Autumn came and caught my daughter and me in the crossfire of her 10th grade assignments, and my job directing a philanthropic leadership program for executive directors of youth programs. Janinah had her sights fixed on wining one of the few slots in the vocal jazz ensemble at her school. The week before her audition I saw Billy Childs playing a duo gig with trumpeter Oscar Brashear at the Jazz Bakery. The exposed beam and brick walls inside the venue made the space feel more like New York than a photography studio in what used to be the Helms bakery in a nondescript section of Culver City, CA. When my friend Elizabeth and I entered I glanced into a small room behind the rows of white resin lawn chairs facing the stage and caught the eye of Oscar Brashear. His eyes were so electrifying that even
though I wasn’t surprised my voice escaped from my lips as if I was.

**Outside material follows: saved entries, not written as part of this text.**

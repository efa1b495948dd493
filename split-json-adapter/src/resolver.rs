//! Read resolution: picking one source per key and loading it.

use crate::category::Category;
use crate::classifier::FileKeys;
use crate::codec::Codec;
use crate::error::{AdapterError, Result};
use crate::module_source::{load_normalized, ModuleSource};
use crate::Record;
use serde_json::Value;
use std::path::Path;

/// Order in which categories back a key on read, highest first.
///
/// Keys in none of these fall back to the default value map.
pub const READ_PRECEDENCE: [Category; 7] = [
    Category::DynamicScript,
    Category::Script,
    Category::Snapshot,
    Category::Existing,
    Category::DynamicScriptTemplate,
    Category::ScriptTemplate,
    Category::Template,
];

/// The category whose file backs `key` on read.
pub fn resolve_source(keys: &FileKeys, key: &str) -> Category {
    READ_PRECEDENCE
        .into_iter()
        .find(|category| keys.contains(*category, key))
        .unwrap_or(Category::Default)
}

/// Loads the value of every key in a classified directory.
pub struct Resolver<'a> {
    directory: &'a Path,
    codec: &'a dyn Codec,
    scripts: &'a dyn ModuleSource,
    dynamic_scripts: Option<&'a dyn ModuleSource>,
    defaults: &'a Record,
}

impl<'a> Resolver<'a> {
    pub fn new(
        directory: &'a Path,
        codec: &'a dyn Codec,
        scripts: &'a dyn ModuleSource,
        defaults: &'a Record,
    ) -> Self {
        Self {
            directory,
            codec,
            scripts,
            dynamic_scripts: None,
            defaults,
        }
    }

    /// Module source for the secondary dialect.
    pub fn with_dynamic_scripts(mut self, source: Option<&'a dyn ModuleSource>) -> Self {
        self.dynamic_scripts = source;
        self
    }

    /// Resolve every key in the universe of `keys`.
    pub fn resolve(&self, keys: &FileKeys) -> Result<Record> {
        let universe = keys.universe();
        tracing::debug!("Resolving {} keys", universe.len());

        let mut record = Record::new();
        for key in universe {
            let value = self.resolve_key(keys, &key)?;
            record.insert(key, value);
        }
        Ok(record)
    }

    /// Resolve a single key.
    pub fn resolve_key(&self, keys: &FileKeys, key: &str) -> Result<Value> {
        let category = resolve_source(keys, key);
        tracing::trace!("Resolving '{}' from {}", key, category);
        self.load(category, key)
    }

    fn load(&self, category: Category, key: &str) -> Result<Value> {
        let Some(file_name) = category.file_name(key) else {
            return Ok(self.defaults.get(key).cloned().unwrap_or(Value::Null));
        };
        let path = self.directory.join(file_name);

        if category.is_dynamic() {
            let source = self.dynamic_scripts.ok_or_else(|| {
                AdapterError::script(&path, "TypeScript modules are not enabled")
            })?;
            load_normalized(source, self.codec, &path)
        } else if category.is_module() {
            load_normalized(self.scripts, self.codec, &path)
        } else {
            read_data_file(&path, self.codec)
        }
    }
}

/// Read and decode a plain data file.
pub(crate) fn read_data_file(path: &Path, codec: &dyn Codec) -> Result<Value> {
    let text = std::fs::read_to_string(path).map_err(|e| AdapterError::file_read(path, e))?;
    codec.deserialize(&text).map_err(|e| AdapterError::Decode {
        path: path.to_path_buf(),
        source: e,
    })
}
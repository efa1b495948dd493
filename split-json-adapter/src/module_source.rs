//! Loading code modules as data.
//!
//! A module source evaluates a file and returns its default export as a JSON
//! value. Every call evaluates the file from scratch, so edits made between
//! two reads are always observed.

use crate::codec::Codec;
use crate::error::{AdapterError, Result};
use serde_json::Value;
use std::path::Path;

/// Evaluates a module file and returns its default export.
pub trait ModuleSource: Send + Sync {
    /// Load the module at `path`, bypassing any cache.
    fn load(&self, path: &Path) -> Result<Value>;
}

impl<F> ModuleSource for F
where
    F: Fn(&Path) -> Result<Value> + Send + Sync,
{
    fn load(&self, path: &Path) -> Result<Value> {
        self(path)
    }
}

/// Load a module and strip anything the codec cannot represent.
pub fn load_normalized(source: &dyn ModuleSource, codec: &dyn Codec, path: &Path) -> Result<Value> {
    let value = source.load(path)?;
    codec.round_trip(&value).map_err(|e| AdapterError::Decode {
        path: path.to_path_buf(),
        source: e,
    })
}

#[cfg(test)]
mod tests {
    use super::*;
    use crate::codec::{FnCodec, JsonCodec};
    use crate::error::CodecError;
    use serde_json::json;

    #[test]
    fn test_closure_is_a_module_source() {
        let source = |path: &Path| -> Result<Value> {
            Ok(json!({"loaded": path.display().to_string()}))
        };
        let value = load_normalized(&source, &JsonCodec::default(), Path::new("a.js")).unwrap();
        assert_eq!(value, json!({"loaded": "a.js"}));
    }

    #[test]
    fn test_normalization_uses_codec() {
        let source = |_: &Path| -> Result<Value> { Ok(json!(1)) };
        let codec = FnCodec::new(
            |value| Ok(serde_json::to_string(value)?),
            |_| Ok(json!("decoded")),
        );
        let value = load_normalized(&source, &codec, Path::new("a.js")).unwrap();
        assert_eq!(value, json!("decoded"));
    }

    #[test]
    fn test_normalization_failure_reports_path() {
        let source = |_: &Path| -> Result<Value> { Ok(json!(1)) };
        let codec = FnCodec::new(
            |_| Err(CodecError::custom("nope")),
            |_| Ok(Value::Null),
        );
        let err = load_normalized(&source, &codec, Path::new("bad.js")).unwrap_err();
        assert!(err.to_string().contains("bad.js"));
    }
}
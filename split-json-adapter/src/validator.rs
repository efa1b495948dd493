//! Ownership checks over classified keys.
//!
//! A key backed by more than one authoritative file is ambiguous. Resolution
//! still picks a winner deterministically, so these checks only report.

use crate::category::Category;
use crate::classifier::FileKeys;
use serde::Serialize;

/// Kind of ambiguity found for a key.
#[derive(Debug, Clone, Copy, PartialEq, Eq, Serialize)]
#[serde(rename_all = "snake_case")]
pub enum DiagnosticKind {
    /// A plain data file and a template both exist for the key.
    TemplateAndData,
    /// Two template forms exist; the more expressive one is used.
    ShadowedTemplate,
}

/// A non-fatal finding about a key's ownership.
#[derive(Debug, Clone, PartialEq, Eq, Serialize)]
pub struct Diagnostic {
    pub kind: DiagnosticKind,
    pub key: String,
    pub message: String,
}

impl std::fmt::Display for Diagnostic {
    fn fmt(&self, f: &mut std::fmt::Formatter<'_>) -> std::fmt::Result {
        f.write_str(&self.message)
    }
}

const TEMPLATES: [Category; 3] = [
    Category::DynamicScriptTemplate,
    Category::ScriptTemplate,
    Category::Template,
];

/// Inspect `keys` for ambiguous ownership.
pub fn validate(keys: &FileKeys) -> Vec<Diagnostic> {
    let mut diagnostics = Vec::new();

    for key in keys.bucket(Category::Existing) {
        if keys.contains_any(&TEMPLATES, key) {
            diagnostics.push(Diagnostic {
                kind: DiagnosticKind::TemplateAndData,
                key: key.clone(),
                message: format!(
                    "Data may be corrupted, {} presented in both template and data, remove one of them",
                    key
                ),
            });
        }
    }

    // TEMPLATES is ordered by read precedence, so each template form can
    // only shadow the ones after it.
    for (i, winner) in TEMPLATES.iter().enumerate() {
        for key in keys.bucket(*winner) {
            for shadowed in &TEMPLATES[i + 1..] {
                if keys.contains(*shadowed, key) {
                    diagnostics.push(Diagnostic {
                        kind: DiagnosticKind::ShadowedTemplate,
                        key: key.clone(),
                        message: format!(
                            "Data may be corrupted, {} presented in both {} and {}, {} will be used",
                            key,
                            describe(*shadowed),
                            describe(*winner),
                            describe(*winner)
                        ),
                    });
                }
            }
        }
    }

    diagnostics
}

fn describe(category: Category) -> &'static str {
    match category {
        Category::Template => "json template",
        Category::ScriptTemplate => "js template",
        Category::DynamicScriptTemplate => "ts template",
        _ => "data",
    }
}
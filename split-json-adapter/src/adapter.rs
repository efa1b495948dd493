//! The split JSON storage adapter.
//!
//! Every call re-scans the directory: classification, validation and key
//! merging are never cached, so the files on disk are the only state.

use crate::classifier::{Classifier, FileKeys};
use crate::codec::Codec;
use crate::error::{json_type_name, AdapterError, Result};
use crate::module_source::ModuleSource;
use crate::options::AdapterOptions;
use crate::probe::{Capabilities, DynamicScripts};
use crate::resolver::Resolver;
use crate::router::{Router, WriteSummary};
use crate::typescript::TypeScriptModuleSource;
use crate::validator::{validate, Diagnostic};
use crate::Record;
use serde::Serialize;
use serde_json::Value;
use std::path::{Path, PathBuf};
use std::sync::Arc;
use tracing::{debug, warn};

/// The read/write seam consumed by a record-store library.
pub trait StorageAdapter {
    /// Produce the whole record.
    fn read(&self) -> Result<Record>;

    /// Persist every key of `data`.
    fn write(&self, data: &Record) -> Result<()>;
}

/// Buckets and ownership diagnostics for the current directory contents.
#[derive(Debug, Clone, Serialize)]
pub struct Classification {
    pub keys: FileKeys,
    pub diagnostics: Vec<Diagnostic>,
}

/// Storage adapter keeping one file per top-level key in a directory.
pub struct SplitJsonAdapter {
    directory: PathBuf,
    defaults: Record,
    codec: Arc<dyn Codec>,
    scripts: Arc<dyn ModuleSource>,
    dynamic_source: Option<Arc<dyn ModuleSource>>,
    classifier: Classifier,
}

impl SplitJsonAdapter {
    /// Create an adapter over `directory`.
    ///
    /// Fails when the default value is not a JSON object. The directory is
    /// not touched until the first call.
    pub fn new(directory: impl Into<PathBuf>, options: AdapterOptions) -> Result<Self> {
        let defaults = match options.default_value {
            Value::Object(map) => map,
            other => {
                return Err(AdapterError::InvalidDefaultValue {
                    found: json_type_name(&other),
                })
            }
        };

        let dynamic_source = match options.dynamic_source {
            Some(source) => Some(source),
            None => probe_dynamic_source(options.dynamic_scripts),
        };

        Ok(Self {
            directory: directory.into(),
            defaults,
            codec: options.codec,
            scripts: options.scripts,
            classifier: Classifier::new(dynamic_source.is_some()),
            dynamic_source,
        })
    }

    pub fn directory(&self) -> &Path {
        &self.directory
    }

    /// Whether `.ts` files are classified and loaded.
    pub fn dynamic_scripts_enabled(&self) -> bool {
        self.classifier.dynamic_scripts()
    }

    /// Resolve every key of the directory and the default value map.
    pub fn read(&self) -> Result<Record> {
        let keys = self.scan()?;
        self.report(&keys);
        debug!("Reading '{}'", self.directory.display());

        let dynamic_source = self
            .dynamic_source
            .as_deref()
            .map(|source| source as &dyn ModuleSource);

        Resolver::new(&self.directory, &*self.codec, &*self.scripts, &self.defaults)
            .with_dynamic_scripts(dynamic_source)
            .resolve(&keys)
    }

    /// Persist every key of `data`. Read-only keys are skipped silently.
    pub fn write(&self, data: &Record) -> Result<()> {
        self.write_with_summary(data).map(|_| ())
    }

    /// Like [`write`](Self::write), reporting which files were written.
    pub fn write_with_summary(&self, data: &Record) -> Result<WriteSummary> {
        let keys = self.scan()?;
        self.report(&keys);
        debug!(
            "Writing {} keys to '{}'",
            data.len(),
            self.directory.display()
        );

        Router::new(&self.directory, &*self.codec).write(&keys, data)
    }

    /// Persist a JSON value, which must be an object.
    pub fn write_value(&self, data: &Value) -> Result<()> {
        let record = data.as_object().ok_or(AdapterError::InvalidRecord {
            found: json_type_name(data),
        })?;
        self.write(record)
    }

    /// Classify the directory without loading anything.
    pub fn classify(&self) -> Result<Classification> {
        let keys = self.scan()?;
        let diagnostics = validate(&keys);
        Ok(Classification { keys, diagnostics })
    }

    fn scan(&self) -> Result<FileKeys> {
        std::fs::create_dir_all(&self.directory)
            .map_err(|e| AdapterError::directory_creation(&self.directory, e))?;

        let mut keys = self.classifier.scan(&self.directory)?;
        keys.insert_defaults(&self.defaults);
        Ok(keys)
    }

    fn report(&self, keys: &FileKeys) {
        for diagnostic in validate(keys) {
            warn!("{}", diagnostic);
        }
    }
}

impl StorageAdapter for SplitJsonAdapter {
    fn read(&self) -> Result<Record> {
        SplitJsonAdapter::read(self)
    }

    fn write(&self, data: &Record) -> Result<()> {
        SplitJsonAdapter::write(self, data)
    }
}

impl std::fmt::Debug for SplitJsonAdapter {
    fn fmt(&self, f: &mut std::fmt::Formatter<'_>) -> std::fmt::Result {
        f.debug_struct("SplitJsonAdapter")
            .field("directory", &self.directory)
            .field("defaults", &self.defaults)
            .field("dynamic_scripts", &self.dynamic_scripts_enabled())
            .finish_non_exhaustive()
    }
}

fn probe_dynamic_source(mode: DynamicScripts) -> Option<Arc<dyn ModuleSource>> {
    if mode == DynamicScripts::Disabled {
        return None;
    }

    let capabilities = Capabilities::probe();
    match capabilities.transpiler() {
        Some(esbuild) => Some(Arc::new(TypeScriptModuleSource::new(esbuild))),
        None => {
            if mode == DynamicScripts::Enabled {
                warn!("TypeScript modules requested but no transpiler was found, .ts files are ignored");
            }
            None
        }
    }
}
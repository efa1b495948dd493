//! Declarative adapter configuration layered with figment.
//!
//! Sources, later overriding earlier:
//! 1. built-in defaults
//! 2. an optional config file (`.toml`, `.yaml`/`.yml` or `.json`)
//! 3. environment variables prefixed `SPLIT_JSON_`

use crate::adapter::SplitJsonAdapter;
use crate::codec::{JsonCodec, DEFAULT_INDENT};
use crate::error::{AdapterError, Result};
use crate::options::AdapterOptions;
use crate::probe::DynamicScripts;
use figment::{
    providers::{Env, Format, Json, Serialized, Toml, Yaml},
    Figment,
};
use serde::{Deserialize, Serialize};
use serde_json::Value;
use std::path::{Path, PathBuf};
use tracing::{debug, trace};

/// Prefix of environment variables read by [`AdapterConfig::load`].
pub const ENV_PREFIX: &str = "SPLIT_JSON_";

/// Adapter settings as read from files and the environment.
#[derive(Debug, Clone, PartialEq, Serialize, Deserialize)]
#[serde(default)]
pub struct AdapterConfig {
    /// Directory holding one file per key.
    pub directory: PathBuf,
    /// Indentation of written files; 0 writes compact JSON.
    pub indent: usize,
    /// Policy for `.ts` modules.
    pub dynamic_scripts: DynamicScripts,
    /// Mandatory keys and their fallback values.
    pub default_value: Value,
}

impl Default for AdapterConfig {
    fn default() -> Self {
        Self {
            directory: PathBuf::from("."),
            indent: DEFAULT_INDENT,
            dynamic_scripts: DynamicScripts::default(),
            default_value: Value::Object(Default::default()),
        }
    }
}

impl AdapterConfig {
    /// Load configuration from defaults, `config_file` and the environment.
    pub fn load(config_file: Option<&Path>) -> Result<Self> {
        let config: Self = Self::figment(config_file)?.extract()?;
        debug!("Loaded adapter configuration for '{}'", config.directory.display());
        Ok(config)
    }

    /// Build the layered figment without extracting it.
    pub fn figment(config_file: Option<&Path>) -> Result<Figment> {
        let mut figment = Figment::new().merge(Serialized::defaults(Self::default()));

        if let Some(path) = config_file {
            figment = figment.merge(Self::file_provider(path)?);
        }

        Ok(figment.merge(Env::prefixed(ENV_PREFIX).map(|key| key.as_str().to_lowercase().into())))
    }

    fn file_provider(path: &Path) -> Result<Figment> {
        if !path.is_file() {
            return Err(AdapterError::file_read(
                path,
                std::io::Error::new(std::io::ErrorKind::NotFound, "config file not found"),
            ));
        }

        let extension = path
            .extension()
            .and_then(|e| e.to_str())
            .map(str::to_ascii_lowercase);
        trace!("Loading config file '{}'", path.display());

        Ok(match extension.as_deref() {
            Some("yaml") | Some("yml") => Figment::from(Yaml::file(path)),
            Some("json") => Figment::from(Json::file(path)),
            _ => Figment::from(Toml::file(path)),
        })
    }

    /// Consume the configuration, producing construction options.
    pub fn into_options(self) -> AdapterOptions {
        AdapterOptions::new()
            .with_default_value(self.default_value)
            .with_codec(JsonCodec::new(self.indent))
            .with_dynamic_scripts(self.dynamic_scripts)
    }

    /// Build an adapter over the configured directory.
    pub fn open(self) -> Result<SplitJsonAdapter> {
        let directory = self.directory.clone();
        SplitJsonAdapter::new(directory, self.into_options())
    }
}
//! Primary-script module source backed by QuickJS.
//!
//! Modules are CommonJS: the file assigns `module.exports` (or properties of
//! `exports`) and that value is the default export. An ES-module interop
//! object (`__esModule` with a `default` property) yields its `default`.
//!
//! `require` resolves relative requests (`./x`, `../x`) against the module's
//! directory, trying the exact name, then `.js`, then `.json`. Package names
//! are not resolved.

use crate::category::SCRIPT_EXTENSION;
use crate::error::{AdapterError, Result};
use crate::module_source::ModuleSource;
use rquickjs::{CatchResultExt, CaughtError, Context, Ctx, Function, Runtime};
use std::ffi::OsString;
use std::path::{Path, PathBuf};

/// Memory available to one module evaluation.
const MEMORY_LIMIT: usize = 64 * 1024 * 1024;

/// Stack available to one module evaluation.
const MAX_STACK_SIZE: usize = 512 * 1024;

/// Evaluates `.js` modules in a fresh QuickJS runtime per load.
#[derive(Debug, Clone, Copy, Default)]
pub struct QuickJsModuleSource;

impl QuickJsModuleSource {
    pub fn new() -> Self {
        Self
    }

    /// Evaluate module `source` as if it were the content of `path`.
    pub fn evaluate(&self, path: &Path, source: &str) -> Result<serde_json::Value> {
        let rt = Runtime::new()
            .map_err(|e| AdapterError::script(path, format!("failed to create runtime: {}", e)))?;
        rt.set_memory_limit(MEMORY_LIMIT);
        rt.set_max_stack_size(MAX_STACK_SIZE);

        let ctx = Context::full(&rt)
            .map_err(|e| AdapterError::script(path, format!("failed to create context: {}", e)))?;

        let wrapped = wrap_module(path, source);

        ctx.with(|ctx| {
            install_host_functions(&ctx).map_err(|e| {
                AdapterError::script(path, format!("failed to install host functions: {}", e))
            })?;

            let exported: rquickjs::Value = ctx
                .eval(wrapped.as_bytes())
                .catch(&ctx)
                .map_err(|e| AdapterError::script(path, describe(e)))?;

            if exported.is_undefined() || exported.is_null() || exported.is_function() {
                return Ok(serde_json::Value::Null);
            }

            let text = ctx
                .json_stringify(exported)
                .catch(&ctx)
                .map_err(|e| AdapterError::script(path, describe(e)))?;

            match text {
                Some(js_string) => {
                    let text = js_string.to_string().map_err(|e| {
                        AdapterError::script(path, format!("string conversion failed: {}", e))
                    })?;
                    serde_json::from_str(&text).map_err(|e| {
                        AdapterError::script(path, format!("export is not valid JSON: {}", e))
                    })
                }
                // Symbols and other values JSON cannot represent.
                None => Ok(serde_json::Value::Null),
            }
        })
    }
}

impl ModuleSource for QuickJsModuleSource {
    fn load(&self, path: &Path) -> Result<serde_json::Value> {
        let source =
            std::fs::read_to_string(path).map_err(|e| AdapterError::file_read(path, e))?;
        tracing::trace!("Evaluating module '{}'", path.display());
        self.evaluate(path, &source)
    }
}

fn install_host_functions(ctx: &Ctx<'_>) -> rquickjs::Result<()> {
    let globals = ctx.globals();
    globals.set("__hostResolve", Function::new(ctx.clone(), resolve_request)?)?;
    globals.set("__hostReadFile", Function::new(ctx.clone(), read_module_file)?)?;
    globals.set("__hostDirname", Function::new(ctx.clone(), module_dirname)?)?;
    Ok(())
}

/// Resolve a relative `require` request against `dir`.
fn resolve_request(dir: String, request: String) -> Option<String> {
    if !(request.starts_with("./") || request.starts_with("../")) {
        return None;
    }

    let base = Path::new(&dir).join(&request);
    let with_extension = |extension: &str| {
        let mut name = OsString::from(base.as_os_str());
        name.push(".");
        name.push(extension);
        PathBuf::from(name)
    };

    [base.clone(), with_extension(SCRIPT_EXTENSION), with_extension("json")]
        .into_iter()
        .find(|candidate| candidate.is_file())
        .map(|found| found.to_string_lossy().into_owned())
}

fn read_module_file(path: String) -> Option<String> {
    std::fs::read_to_string(path).ok()
}

fn module_dirname(path: String) -> String {
    Path::new(&path)
        .parent()
        .map(|p| p.to_string_lossy().into_owned())
        .unwrap_or_default()
}

/// Wrap CommonJS source in a function that returns the default export.
fn wrap_module(path: &Path, source: &str) -> String {
    let filename = path.to_string_lossy();
    let dirname = path
        .parent()
        .map(|p| p.to_string_lossy().into_owned())
        .unwrap_or_default();
    // JSON string literals are valid JS string literals.
    let filename = serde_json::Value::String(filename.into_owned()).to_string();
    let dirname = serde_json::Value::String(dirname).to_string();

    format!(
        r#"(function () {{
var cache = {{}};
function load(filename) {{
    if (Object.prototype.hasOwnProperty.call(cache, filename)) {{
        return cache[filename].exports;
    }}
    var text = __hostReadFile(filename);
    if (text === undefined || text === null) {{
        throw new Error("Cannot read module '" + filename + "'");
    }}
    var module = {{ exports: {{}} }};
    cache[filename] = module;
    if (/\.json$/.test(filename)) {{
        module.exports = JSON.parse(text);
    }} else {{
        var dirname = __hostDirname(filename);
        new Function("module", "exports", "require", "__filename", "__dirname", text)(
            module, module.exports, makeRequire(dirname), filename, dirname);
    }}
    return module.exports;
}}
function makeRequire(dirname) {{
    return function require(request) {{
        var resolved = __hostResolve(dirname, String(request));
        if (resolved === undefined || resolved === null) {{
            throw new Error("Cannot find module '" + request + "'");
        }}
        return load(resolved);
    }};
}}
var module = {{ exports: {{}} }};
cache[{filename}] = module;
(function (module, exports, require, __filename, __dirname) {{
{source}
}})(module, module.exports, makeRequire({dirname}), {filename}, {dirname});
var m = module.exports;
if (m !== null && typeof m === "object" && m.__esModule && Object.prototype.hasOwnProperty.call(m, "default")) {{
    return m["default"];
}}
return m;
}})()"#
    )
}

fn describe(error: CaughtError<'_>) -> String {
    match error {
        CaughtError::Exception(ex) => format!("JS error: {}", ex),
        CaughtError::Value(v) => {
            let s: std::result::Result<String, _> = v.get();
            format!("JS threw: {}", s.unwrap_or_else(|_| "unknown".to_string()))
        }
        CaughtError::Error(e) => format!("Error: {}", e),
    }
}

#[cfg(test)]
mod tests {
    use super::*;
    use serde_json::json;
    use std::fs;
    use tempfile::TempDir;

    fn eval(source: &str) -> Result<serde_json::Value> {
        QuickJsModuleSource::new().evaluate(Path::new("/data/mod.js"), source)
    }

    #[test]
    fn test_module_exports_object() {
        let value = eval("module.exports = { price: 10 * 2, tags: ['a'] };").unwrap();
        assert_eq!(value, json!({"price": 20, "tags": ["a"]}));
    }

    #[test]
    fn test_exports_properties() {
        let value = eval("exports.a = 1; exports.b = 'two';").unwrap();
        assert_eq!(value, json!({"a": 1, "b": "two"}));
    }

    #[test]
    fn test_es_module_interop_default() {
        let value = eval(
            "Object.defineProperty(exports, '__esModule', { value: true }); exports.default = [1, 2];",
        )
        .unwrap();
        assert_eq!(value, json!([1, 2]));
    }

    #[test]
    fn test_functions_are_stripped() {
        let value = eval("module.exports = { n: 1, f: function () {} };").unwrap();
        assert_eq!(value, json!({"n": 1}));
    }

    #[test]
    fn test_function_export_becomes_null() {
        assert_eq!(eval("module.exports = function () {};").unwrap(), json!(null));
    }

    #[test]
    fn test_trailing_line_comment() {
        let value = eval("module.exports = 3 // three").unwrap();
        assert_eq!(value, json!(3));
    }

    #[test]
    fn test_filename_is_available() {
        let value = eval("module.exports = __filename;").unwrap();
        assert_eq!(value, json!("/data/mod.js"));
    }

    #[test]
    fn test_cycle_is_an_error() {
        let result = eval("var a = {}; a.self = a; module.exports = a;");
        assert!(matches!(result, Err(AdapterError::Script { .. })));
    }

    #[test]
    fn test_throw_is_an_error() {
        let err = eval("throw new Error('boom');").unwrap_err();
        assert!(err.to_string().contains("boom"), "got: {}", err);
    }

    #[test]
    fn test_syntax_error() {
        assert!(eval("module.exports = {").is_err());
    }

    #[test]
    fn test_load_reads_fresh_content() {
        let temp_dir = TempDir::new().unwrap();
        let path = temp_dir.path().join("clock.js");
        let source = QuickJsModuleSource::new();

        fs::write(&path, "module.exports = { tick: 1 };").unwrap();
        assert_eq!(source.load(&path).unwrap(), json!({"tick": 1}));

        fs::write(&path, "module.exports = { tick: 2 };").unwrap();
        assert_eq!(source.load(&path).unwrap(), json!({"tick": 2}));
    }

    #[test]
    fn test_load_missing_file() {
        let temp_dir = TempDir::new().unwrap();
        let result = QuickJsModuleSource::new().load(&temp_dir.path().join("nope.js"));
        assert!(matches!(result, Err(AdapterError::FileRead { .. })));
    }

    #[test]
    fn test_require_relative_json_and_js() {
        let temp_dir = TempDir::new().unwrap();
        let dir = temp_dir.path();
        fs::create_dir(dir.join("lib")).unwrap();
        fs::write(dir.join("lib").join("rates.json"), r#"{"eur": 2}"#).unwrap();
        fs::write(
            dir.join("lib").join("convert.js"),
            "var rates = require('./rates.json'); module.exports = function (n) { return n * rates.eur; };",
        )
        .unwrap();
        let main = dir.join("prices.js");
        fs::write(
            &main,
            "var convert = require('./lib/convert'); module.exports = { total: convert(21) };",
        )
        .unwrap();

        let value = QuickJsModuleSource::new().load(&main).unwrap();
        assert_eq!(value, json!({"total": 42}));
    }

    #[test]
    fn test_require_sees_fresh_content() {
        let temp_dir = TempDir::new().unwrap();
        let dir = temp_dir.path();
        let main = dir.join("main.js");
        fs::write(&main, "module.exports = require('./data.json');").unwrap();
        let source = QuickJsModuleSource::new();

        fs::write(dir.join("data.json"), "1").unwrap();
        assert_eq!(source.load(&main).unwrap(), json!(1));
        fs::write(dir.join("data.json"), "2").unwrap();
        assert_eq!(source.load(&main).unwrap(), json!(2));
    }

    #[test]
    fn test_require_missing_or_package_module_fails() {
        let temp_dir = TempDir::new().unwrap();
        let main = temp_dir.path().join("main.js");

        fs::write(&main, "module.exports = require('./absent');").unwrap();
        let err = QuickJsModuleSource::new().load(&main).unwrap_err();
        assert!(err.to_string().contains("Cannot find module"), "got: {}", err);

        fs::write(&main, "module.exports = require('lodash');").unwrap();
        let err = QuickJsModuleSource::new().load(&main).unwrap_err();
        assert!(err.to_string().contains("Cannot find module"), "got: {}", err);
    }
}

“Oh you’re Oscar Brashear”, I remarked as if he didn’t know.
He smiled and said “Yeah”.
I continued “I’m Imani, remember me from Memory Lane?” like the brother would remember me out of all the
people he meets in clubs. It was all I could come up with, the truth masquerading as a question.
Memory Lane is a club on Martin Luther King Boulevard in LA that was O.C. Smith’s mainstay in the days when he was singing God didn’t make little green apples and it don’t snow in Indianapolis in the winter time. Back then Marla Gibbs owned Memory Lane. In the years since then O. C. Smith became a minister and successfully led the congregation of the City of Angels Science of the Mind church, then made his transition to the next world.
I remembered how Oscar’s presence dazzled a Memory Lane in black leather from head to toe. Now I gazed at his shoulder-length locks, neatly coiffed and caught in a pony tail gracefully fell over his unstructured grey shirt made of natural fibers. In a split second the memories seemed to soak in then bubble to the top and we exchanged the most genuine smiles. He laughed deeply and asked two questions in one, both in a voice punctuated by a lingering south side Chicago lilt. “How’ve you been? What have you been doing?”
“I’ve been working, writing a little poetry every chance I get, and raising my born on my birthday daughter” I responded. “How about you?”I inquired.
“Playin’ the music and staying on the path,”Oscar said, “and doing my yoga everyday to keep this body temple together, that’s it!” he continued.
I introduced Oscar to my friend Elizabeth and then told him we would see him after the set. Even though he was cordial, it was maybe ten minutes to show time and I didn’t want to blow his concentration with small talk.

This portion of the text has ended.